* _What is needed_:
Extract the entries in their exact form.

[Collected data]
//! API Module
//!
//! The request gateway: HTTP handlers, origin policy and routing.
//!
//! # Endpoints
//! - `GET /<key>` - Read a stored JSON document
//! - `POST /<key>` - Store a JSON document (requires `Authorization`)
//! - `OPTIONS *` - Cross-origin pre-flight
//! - `GET /ui` - Debug view of a single key

pub mod cors;
pub mod handlers;
pub mod routes;
pub mod ui;

pub use handlers::*;
pub use routes::create_router;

* _Your response_:
//! API Module
//!
//! The request gateway: HTTP handlers, origin policy and routing.
//!
//! # Endpoints
//! - `GET /<key>` - Read a stored JSON document
//! - `POST /<key>` - Store a JSON document (requires `Authorization`)
//! - `OPTIONS *` - Cross-origin pre-flight
//! - `GET /ui` - Debug view of a single key

pub mod cors;
pub mod handlers;
pub mod routes;
pub mod ui;

pub use handlers::*;
pub use routes::create_router;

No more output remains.